"The American Justice Partnership is a true partnership approach to state legal reform. ... It brings together the most effective state and national reform organizations." Dan Pero, President of the American Justice Partnership, Discusses Legal Reform

Legal reform was the topic of discussion when Dan Pero, President of the American Justice Partnership, joined the Center’s Corporate Counsel, Renee Giachino, on “Your Turn — Meeting Nonsense with Common Sense,” which airs on 1330 AM WEBY, Northwest Florida’s Talk Radio.

Excerpts from the interview follow.

GIACHINO:  My first guest this afternoon is Dan Pero, President of the American Justice Partnership, which is a nationwide coalition that advocates for legal reform at the state level.  Dan joins us this afternoon to talk about the new organization that he heads up, the American Justice Partnership, and the work that they are taking on state-by-state-by-state.  Dan is actually here in the sunny — or not-so-sunny, I guess, because it is raining right now — State of Florida to help kick-off some activities here that we hope will bring well needed legal reform to the State of Florida.

Thank you for joining us.  Dan, are you there?

PERO:  Yes, I am, Renee, and thank you for having me on the program today.  It is great to be with you.

GIACHINO:  Thank you very much.  Before we talk about your activities today in Tallahassee, can you please give us some information about the American Justice Partnership?  What was the impetus behind the launch of the organization, and who is credited with putting it together?
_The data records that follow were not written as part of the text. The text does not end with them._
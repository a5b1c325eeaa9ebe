use serde::{Deserialize, Serialize};

/// Coverage and confidence statistics for one assignment set.
#[derive(Debug, Clone, Copy, PartialEq, Default, Serialize, Deserialize)]
pub struct SummaryStats {
    pub total_columns: usize,
    pub mapped: usize,
    pub unmapped: usize,
    pub high_confidence: usize,
    pub medium_confidence: usize,
    pub low_confidence: usize,
    /// Mapped entries committed by the forced-coverage pass.
    pub forced: usize,
    /// Entries still pinned to a contested field.
    pub unresolved_conflicts: usize,
    /// Mean over mapped entries only, 0 when nothing is mapped.
    pub mean_confidence: f64,
}

impl SummaryStats {
    /// Share of columns that ended up mapped, 0 for an empty run.
    pub fn coverage(&self) -> f64 {
        if self.total_columns == 0 {
            0.0
        } else {
            self.mapped as f64 / self.total_columns as f64
        }
    }
}
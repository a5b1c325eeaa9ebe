//! Error types for configuration loading and interactive editing.

use std::path::PathBuf;

use thiserror::Error;

/// Errors raised while loading or checking an [`EngineConfig`](crate::EngineConfig).
#[derive(Debug, Error)]
pub enum ConfigError {
    #[error("failed to read config {path}: {source}")]
    Io {
        path: PathBuf,
        #[source]
        source: std::io::Error,
    },

    #[error("failed to parse config {path}: {source}")]
    Toml {
        path: PathBuf,
        #[source]
        source: toml::de::Error,
    },

    /// A weight or threshold lies outside its allowed range.
    #[error("{name} must be within [{min}, {max}], got {value}")]
    OutOfRange {
        name: &'static str,
        value: f64,
        min: f64,
        max: f64,
    },

    /// Two settings contradict each other.
    #[error("inconsistent config: {0}")]
    Inconsistent(String),
}

impl ConfigError {
    pub(crate) fn io(path: impl Into<PathBuf>, source: std::io::Error) -> Self {
        Self::Io {
            path: path.into(),
            source,
        }
    }
}

/// Errors from manual edits in a [`MappingSession`](crate::MappingSession).
#[derive(Debug, Clone, PartialEq, Eq, Error)]
pub enum SessionError {
    #[error("source column not found: {0}")]
    ColumnNotFound(String),
    #[error("target field not found: {0}")]
    FieldNotFound(String),
}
PERO:  Let me first of all give you an overview from about 40,000 feet about what the AJP is and the history of how it all came about.  The American Justice Partnership is a true partnership approach to state legal reform.  And what it does is something really no organization is doing, and that is it brings together the most effective state and national reform organizations that have been working on their own, perhaps a little bit together for years, really for the first time in an integrated plan to achieve legal reform.
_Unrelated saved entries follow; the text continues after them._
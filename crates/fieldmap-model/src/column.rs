//! Input records handed in by the parsing and schema-introspection collaborators.

use std::collections::BTreeSet;

use serde::{Deserialize, Serialize};

use crate::enums::{ColumnType, FieldCategory};
use crate::error::{ModelError, Result};

/// Upper bound on the sample preview kept per column.
pub const MAX_SAMPLE_VALUES: usize = 20;

/// A column extracted from an uploaded tabular file.
#[derive(Debug, Clone, PartialEq, Serialize, Deserialize)]
pub struct SourceColumn {
    pub name: String,
    pub inferred_type: ColumnType,
    /// Raw preview values in file order, at most [`MAX_SAMPLE_VALUES`].
    #[serde(default)]
    pub sample_values: Vec<String>,
}

impl SourceColumn {
    pub fn new(name: impl Into<String>, inferred_type: ColumnType) -> Self {
        Self {
            name: name.into(),
            inferred_type,
            sample_values: Vec::new(),
        }
    }

    /// Builds a column whose type is inferred from the sample preview.
    pub fn from_samples(name: impl Into<String>, samples: Vec<String>) -> Self {
        let mut sample_values = samples;
        sample_values.truncate(MAX_SAMPLE_VALUES);
        let inferred_type = ColumnType::infer(&sample_values);
        Self {
            name: name.into(),
            inferred_type,
            sample_values,
        }
    }

    #[must_use]
    pub fn with_samples(mut self, samples: Vec<String>) -> Self {
        self.sample_values = samples;
        self.sample_values.truncate(MAX_SAMPLE_VALUES);
        self
    }
}

/// A field of the destination data model that can receive a mapping.
#[derive(Debug, Clone, PartialEq, Serialize, Deserialize)]
pub struct TargetField {
    pub name: String,
    #[serde(default)]
    pub category: FieldCategory,
    #[serde(rename = "type", default)]
    pub field_type: ColumnType,
    /// Name-pattern relevance to the domain vocabulary, 0 to 10.
    #[serde(default)]
    pub domain_relevance: f64,
}

impl TargetField {
    pub fn new(name: impl Into<String>, field_type: ColumnType) -> Self {
        Self {
            name: name.into(),
            category: FieldCategory::Uncategorized,
            field_type,
            domain_relevance: 0.0,
        }
    }

    #[must_use]
    pub fn with_category(mut self, category: FieldCategory) -> Self {
        self.category = category;
        self
    }

    #[must_use]
    pub fn with_relevance(mut self, relevance: f64) -> Self {
        self.domain_relevance = relevance.clamp(0.0, 10.0);
        self
    }
}

/// Verifies that names are non-empty and unique (case-insensitive).
///
/// The engine itself tolerates violations; collaborators call this to report
/// them before a run.
pub fn check_unique_names<'a>(
    kind: &'static str,
    names: impl IntoIterator<Item = &'a str>,
) -> Result<()> {
    let mut seen = BTreeSet::new();
    for name in names {
        let trimmed = name.trim();
        if trimmed.is_empty() {
            return Err(ModelError::EmptyName { kind });
        }
        if !seen.insert(trimmed.to_lowercase()) {
            return Err(ModelError::DuplicateName {
                kind,
                name: trimmed.to_string(),
            });
        }
    }
    Ok(())
}

#[cfg(test)]
mod tests {
    use super::*;

    #[test]
    fn duplicate_names_are_case_insensitive() {
        let err = check_unique_names("column", ["Time", "place", "TIME"]).unwrap_err();
        assert_eq!(
            err,
            ModelError::DuplicateName {
                kind: "column",
                name: "TIME".to_string()
            }
        );
    }

    #[test]
    fn blank_names_are_rejected() {
        let err = check_unique_names("field", ["name", "  "]).unwrap_err();
        assert_eq!(err, ModelError::EmptyName { kind: "field" });
    }

    #[test]
    fn target_field_deserializes_with_defaults() {
        let field: TargetField = serde_json::from_str(r#"{"name": "Swimmer"}"#).unwrap();
        assert_eq!(field.category, FieldCategory::Uncategorized);
        assert_eq!(field.field_type, ColumnType::Text);
        assert_eq!(field.domain_relevance, 0.0);
    }

    #[test]
    fn sample_preview_is_bounded() {
        let samples = (0..50).map(|i| i.to_string()).collect();
        let column = SourceColumn::from_samples("lane", samples);
        assert_eq!(column.sample_values.len(), MAX_SAMPLE_VALUES);
        assert_eq!(column.inferred_type, ColumnType::Numeric);
    }
}
//! Domain vocabulary: the synonym table, relevance scoring and the
//! forced-assignment preference table.

use std::sync::LazyLock;

use regex::Regex;

use crate::utils::{contains_words, normalize_text};

/// A canonical domain concept and the names it is known by.
#[derive(Debug, Clone, Copy)]
pub struct DomainConcept {
    pub canonical: &'static str,
    /// Normalized (lowercase, space-separated) alternative names.
    pub synonyms: &'static [&'static str],
}

impl DomainConcept {
    /// Canonical term first, then synonyms.
    pub fn terms(&self) -> impl Iterator<Item = &'static str> + '_ {
        std::iter::once(self.canonical).chain(self.synonyms.iter().copied())
    }
}

/// Bidirectional synonym table for competition result data.
pub const DOMAIN_CONCEPTS: &[DomainConcept] = &[
    DomainConcept {
        canonical: "name",
        synonyms: &[
            "athlete",
            "swimmer",
            "participant",
            "competitor",
            "runner",
            "player",
            "full name",
            "athlete name",
        ],
    },
    DomainConcept {
        canonical: "time",
        synonyms: &[
            "duration",
            "finish",
            "result",
            "elapsed",
            "final time",
            "finish time",
            "swim time",
        ],
    },
    DomainConcept {
        canonical: "place",
        synonyms: &["rank", "position", "pos", "standing", "placing", "finish place"],
    },
    DomainConcept {
        canonical: "team",
        synonyms: &["club", "country", "nation", "squad", "affiliation"],
    },
    DomainConcept {
        canonical: "event",
        synonyms: &["race", "discipline", "heat", "stroke", "distance"],
    },
    DomainConcept {
        canonical: "age",
        synonyms: &["years", "age group"],
    },
    DomainConcept {
        canonical: "gender",
        synonyms: &["sex"],
    },
    DomainConcept {
        canonical: "date",
        synonyms: &["day", "meet date", "event date"],
    },
    DomainConcept {
        canonical: "score",
        synonyms: &["points", "pts"],
    },
    DomainConcept {
        canonical: "lane",
        synonyms: &["lane number"],
    },
    DomainConcept {
        canonical: "split",
        synonyms: &["lap", "lap time", "interval"],
    },
    DomainConcept {
        canonical: "bib",
        synonyms: &["bib number", "athlete id", "competitor id"],
    },
];

/// How a normalized name relates to one concept.
#[derive(Debug, Clone, Copy, PartialEq, Eq, PartialOrd, Ord)]
pub enum TermHit {
    /// Mentions a term as a whole-word sequence.
    Mentions,
    /// Equals a synonym.
    Synonym,
    /// Equals the canonical term.
    Canonical,
}

impl DomainConcept {
    /// Strongest relation between a normalized name and this concept.
    pub fn hit(&self, normalized: &str) -> Option<TermHit> {
        if normalized == self.canonical {
            return Some(TermHit::Canonical);
        }
        if self.synonyms.iter().any(|s| *s == normalized) {
            return Some(TermHit::Synonym);
        }
        self.terms()
            .any(|term| contains_words(normalized, term))
            .then_some(TermHit::Mentions)
    }

    /// First term the normalized name mentions, for rationale text.
    pub fn mentioned_term(&self, normalized: &str) -> Option<&'static str> {
        self.terms().find(|term| contains_words(normalized, term))
    }
}

/// True when a normalized name equals any domain term.
pub fn is_domain_term(normalized: &str) -> bool {
    DOMAIN_CONCEPTS
        .iter()
        .any(|concept| concept.terms().any(|term| term == normalized))
}

/// Relevance of a field name to the domain vocabulary, 0 to 10.
///
/// Equals a canonical term: 10; equals a synonym: 8; mentions a canonical
/// term: 6; mentions a synonym: 5; otherwise 0.
pub fn domain_relevance(name: &str) -> f64 {
    let normalized = normalize_text(name);
    if normalized.is_empty() {
        return 0.0;
    }
    DOMAIN_CONCEPTS
        .iter()
        .filter_map(|concept| match concept.hit(&normalized)? {
            TermHit::Canonical => Some(10.0),
            TermHit::Synonym => Some(8.0),
            TermHit::Mentions => {
                if contains_words(&normalized, concept.canonical) {
                    Some(6.0)
                } else {
                    Some(5.0)
                }
            }
        })
        .fold(0.0, f64::max)
}

/// A column-name pattern and the kind of field it prefers when forced.
pub struct ForcedPreference {
    pub label: &'static str,
    column: Regex,
    field: Regex,
}

impl ForcedPreference {
    pub fn applies_to(&self, column_name: &str) -> bool {
        self.column.is_match(column_name)
    }

    pub fn prefers(&self, field_name: &str) -> bool {
        self.field.is_match(field_name)
    }
}

/// Preferences consulted in order when a column has to be forced onto a field.
pub static FORCED_PREFERENCES: LazyLock<Vec<ForcedPreference>> = LazyLock::new(|| {
    [
        ("time", r"(?i)time|duration|elapsed", r"(?i)time|duration|result|finish"),
        (
            "name",
            r"(?i)name|athlete|swimmer|participant",
            r"(?i)name|athlete|swimmer|participant",
        ),
        ("place", r"(?i)place|rank|position", r"(?i)place|rank|position"),
        ("team", r"(?i)team|club|country|nation", r"(?i)team|club|country|nation"),
        ("event", r"(?i)event|race|stroke", r"(?i)event|race|stroke|discipline"),
        ("date", r"(?i)date|day", r"(?i)date|day"),
        ("age", r"(?i)\bage|year", r"(?i)\bage|year"),
    ]
    .into_iter()
    .map(|(label, column, field)| ForcedPreference {
        label,
        column: Regex::new(column).expect("Invalid forced-preference column regex"),
        field: Regex::new(field).expect("Invalid forced-preference field regex"),
    })
    .collect()
});

/// Preferences whose column pattern matches, in table order.
pub fn forced_preferences_for(column_name: &str) -> impl Iterator<Item = &'static ForcedPreference> + '_ {
    FORCED_PREFERENCES
        .iter()
        .filter(move |pref| pref.applies_to(column_name))
}

#[cfg(test)]
mod tests {
    use super::*;

    #[test]
    fn relevance_tiers() {
        assert_eq!(domain_relevance("Name"), 10.0);
        assert_eq!(domain_relevance("Swimmer"), 8.0);
        assert_eq!(domain_relevance("finish_time"), 8.0);
        assert_eq!(domain_relevance("best_time_2023"), 6.0);
        assert_eq!(domain_relevance("club_code"), 5.0);
        assert_eq!(domain_relevance("qrs789"), 0.0);
        assert_eq!(domain_relevance(""), 0.0);
    }

    #[test]
    fn concept_hits_rank_exactness() {
        let name = &DOMAIN_CONCEPTS[0];
        assert_eq!(name.hit("name"), Some(TermHit::Canonical));
        assert_eq!(name.hit("swimmer"), Some(TermHit::Synonym));
        assert_eq!(name.hit("athlete name"), Some(TermHit::Synonym));
        assert_eq!(name.hit("swimmer id"), Some(TermHit::Mentions));
        assert_eq!(name.hit("team"), None);
    }

    #[test]
    fn forced_preferences_match_column_patterns() {
        let labels: Vec<_> = forced_preferences_for("Lap_Duration")
            .map(|p| p.label)
            .collect();
        assert_eq!(labels, vec!["time"]);
        let time = forced_preferences_for("time").next().unwrap();
        assert!(time.prefers("Result"));
        assert!(!time.prefers("Swimmer"));
    }
}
We are doing it with three goals in mind.  The first, working through our state partners and our national partners consistent with their missions, is to help create an environment state-by-state where pro-reform candidates seeking the offices of governor, state legislator, state court and state attorney general can be supported by the public.
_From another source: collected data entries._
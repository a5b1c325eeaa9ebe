//! Logging setup on top of `tracing` and `tracing-subscriber`.
//!
//! The engine crates only emit events; this module owns the subscriber.
//!
//! # Log Levels
//!
//! - `warn`: unresolved conflicts, skipped or duplicate input entries
//! - `info`: run summary
//! - `debug`: every committed assignment and pass totals
//!
//! `RUST_LOG` overrides the configured level unless a level was given
//! explicitly on the command line.

use std::fs::OpenOptions;
use std::io::{self, Write};
use std::path::PathBuf;
use std::sync::{Arc, Mutex};

use tracing::level_filters::LevelFilter;
use tracing_subscriber::{
    EnvFilter,
    fmt::{self, MakeWriter},
    layer::SubscriberExt,
    util::SubscriberInitExt,
};

/// Crates whose events follow the configured level; everything else stays at warn.
const OWN_CRATES: [&str; 3] = ["fieldmap_cli", "fieldmap_engine", "fieldmap_model"];

/// Configuration for logging behavior.
#[derive(Debug, Clone)]
pub struct LogConfig {
    pub level_filter: LevelFilter,
    /// Let `RUST_LOG` replace `level_filter` when it is set.
    pub use_env_filter: bool,
    pub with_timestamps: bool,
    /// Include the module path of each event.
    pub with_target: bool,
    pub with_ansi: bool,
    pub format: LogFormat,
    /// When set, logs are appended to this file instead of stderr.
    pub log_file: Option<PathBuf>,
}

/// Log output format.
#[derive(Debug, Clone, Copy, Default, PartialEq, Eq)]
pub enum LogFormat {
    /// Human-readable multi-field output.
    #[default]
    Pretty,
    /// Single-line output.
    Compact,
    /// One JSON object per event.
    Json,
}

impl Default for LogConfig {
    fn default() -> Self {
        Self {
            level_filter: LevelFilter::WARN,
            use_env_filter: true,
            with_timestamps: false,
            with_target: false,
            with_ansi: true,
            format: LogFormat::default(),
            log_file: None,
        }
    }
}

impl LogConfig {
    #[must_use]
    pub fn with_level(mut self, level_filter: LevelFilter) -> Self {
        self.level_filter = level_filter;
        self
    }

    #[must_use]
    pub fn with_timestamps(mut self, enable: bool) -> Self {
        self.with_timestamps = enable;
        self
    }

    #[must_use]
    pub fn with_ansi(mut self, enable: bool) -> Self {
        self.with_ansi = enable;
        self
    }

    #[must_use]
    pub fn with_format(mut self, format: LogFormat) -> Self {
        self.format = format;
        self
    }

    #[must_use]
    pub fn with_log_file(mut self, path: Option<PathBuf>) -> Self {
        self.log_file = path;
        self
    }

    /// Directive string used when `RUST_LOG` is absent or ignored.
    pub fn default_directives(&self) -> String {
        let level = self.level_filter.to_string().to_lowercase();
        let mut directives = vec![LevelFilter::WARN.to_string().to_lowercase()];
        directives.extend(OWN_CRATES.iter().map(|krate| format!("{krate}={level}")));
        directives.join(",")
    }
}

/// Installs the global subscriber.
///
/// # Errors
///
/// Returns an error if the log file cannot be opened or a subscriber is
/// already installed.
pub fn init_logging(config: &LogConfig) -> io::Result<()> {
    if let Some(path) = &config.log_file {
        let file = OpenOptions::new().create(true).append(true).open(path)?;
        init_logging_with_writer(config, SharedFileWriter::new(file))
    } else {
        init_logging_with_writer(config, io::stderr)
    }
}

/// Installs the global subscriber with a custom writer.
pub fn init_logging_with_writer<W>(config: &LogConfig, writer: W) -> io::Result<()>
where
    W: for<'writer> MakeWriter<'writer> + Send + Sync + 'static,
{
    let filter = build_env_filter(config);
    let registry = tracing_subscriber::registry().with(filter);

    let result = match config.format {
        LogFormat::Json => registry
            .with(
                fmt::layer()
                    .json()
                    .with_writer(writer)
                    .with_target(config.with_target),
            )
            .try_init(),
        LogFormat::Compact => {
            let layer = fmt::layer()
                .compact()
                .with_writer(writer)
                .with_ansi(config.with_ansi)
                .with_target(config.with_target);
            if config.with_timestamps {
                registry.with(layer).try_init()
            } else {
                registry.with(layer.without_time()).try_init()
            }
        }
        LogFormat::Pretty => {
            let layer = fmt::layer()
                .with_writer(writer)
                .with_ansi(config.with_ansi)
                .with_target(config.with_target);
            if config.with_timestamps {
                registry.with(layer).try_init()
            } else {
                registry.with(layer.without_time()).try_init()
            }
        }
    };
    result.map_err(io::Error::other)
}

#[derive(Clone)]
struct SharedFileWriter {
    file: Arc<Mutex<std::fs::File>>,
}

impl SharedFileWriter {
    fn new(file: std::fs::File) -> Self {
        Self {
            file: Arc::new(Mutex::new(file)),
        }
    }
}

struct SharedFileGuard {
    file: Arc<Mutex<std::fs::File>>,
}

impl Write for SharedFileGuard {
    fn write(&mut self, buf: &[u8]) -> io::Result<usize> {
        let mut guard = self
            .file
            .lock()
            .map_err(|_| io::Error::other("log file lock poisoned"))?;
        guard.write(buf)
    }

    fn flush(&mut self) -> io::Result<()> {
        let mut guard = self
            .file
            .lock()
            .map_err(|_| io::Error::other("log file lock poisoned"))?;
        guard.flush()
    }
}

impl<'a> MakeWriter<'a> for SharedFileWriter {
    type Writer = SharedFileGuard;

    fn make_writer(&'a self) -> Self::Writer {
        SharedFileGuard {
            file: Arc::clone(&self.file),
        }
    }
}

fn build_env_filter(config: &LogConfig) -> EnvFilter {
    let fallback = || EnvFilter::new(config.default_directives());
    if config.use_env_filter {
        EnvFilter::try_from_default_env().unwrap_or_else(|_| fallback())
    } else {
        fallback()
    }
}

#[cfg(test)]
mod tests {
    use super::*;

    #[test]
    fn directives_cover_own_crates() {
        let config = LogConfig::default().with_level(LevelFilter::DEBUG);
        assert_eq!(
            config.default_directives(),
            "warn,fieldmap_cli=debug,fieldmap_engine=debug,fieldmap_model=debug"
        );
    }

    #[test]
    fn builder_sets_fields() {
        let config = LogConfig::default()
            .with_format(LogFormat::Json)
            .with_ansi(false)
            .with_log_file(Some(PathBuf::from("run.log")));
        assert_eq!(config.format, LogFormat::Json);
        assert!(!config.with_ansi);
        assert_eq!(config.log_file, Some(PathBuf::from("run.log")));
    }
}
The second goal, again in working in alliance with our state and national partners consistent with their missions, is to help enact legislation and court rules that will substantially reduce if not eliminate what we call these perverse incentives for junk lawsuits over what we have heard called — and I think you have used it on your show and it is used quite frequently — this term called “jackpot justice.”

And the third goal of the program is, and again working with our partners, is to engage in selected education programs that will enable us to inform the public, as you talked about in your introduction, about the need to be involved in legal reform.  We want to help educate them about the costs to them as an individual and the costs to them as a business about why they need to come off the sidelines and be engaged in this particular effort.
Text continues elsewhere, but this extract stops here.